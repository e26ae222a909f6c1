//! Fluent API for building ObjectGraph instances.

use crate::types::{VertexId, WalkResult};

use super::ObjectGraph;

/// Fluent builder for constructing an [`ObjectGraph`].
///
/// Edges are recorded unchecked and validated once in [`build`](Self::build).
pub struct GraphBuilder<T> {
    payloads: Vec<Option<T>>,
    edges: Vec<(VertexId, VertexId)>,
}

impl<T> GraphBuilder<T> {
    /// Create a new empty builder.
    pub fn new() -> Self {
        Self {
            payloads: Vec::new(),
            edges: Vec::new(),
        }
    }

    fn add_vertex(&mut self, payload: Option<T>) -> VertexId {
        let id = VertexId(self.payloads.len());
        self.payloads.push(payload);
        id
    }

    /// Add a vertex carrying `payload`.
    pub fn add(&mut self, payload: impl Into<T>) -> VertexId {
        self.add_vertex(Some(payload.into()))
    }

    /// Add a vertex with no payload.
    pub fn add_empty(&mut self) -> VertexId {
        self.add_vertex(None)
    }

    /// Add an edge from `from` to `to`.
    pub fn link(&mut self, from: VertexId, to: VertexId) -> &mut Self {
        self.edges.push((from, to));
        self
    }

    /// Add `from -> to` for every `to` in order.
    pub fn link_all(&mut self, from: VertexId, to: &[VertexId]) -> &mut Self {
        self.edges.extend(to.iter().map(|&t| (from, t)));
        self
    }

    /// Build the final ObjectGraph.
    pub fn build(self) -> WalkResult<ObjectGraph<T>> {
        let mut graph = ObjectGraph::new();
        for payload in self.payloads {
            graph.add_vertex(payload);
        }
        for (from, to) in self.edges {
            graph.add_edge(from, to)?;
        }
        Ok(graph)
    }
}

impl<T> Default for GraphBuilder<T> {
    fn default() -> Self {
        Self::new()
    }
}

____

Copy each line above where the string "WalkResult" occurs.

use crate::types::{VertexId, WalkResult};
    pub fn build(self) -> WalkResult<ObjectGraph<T>> {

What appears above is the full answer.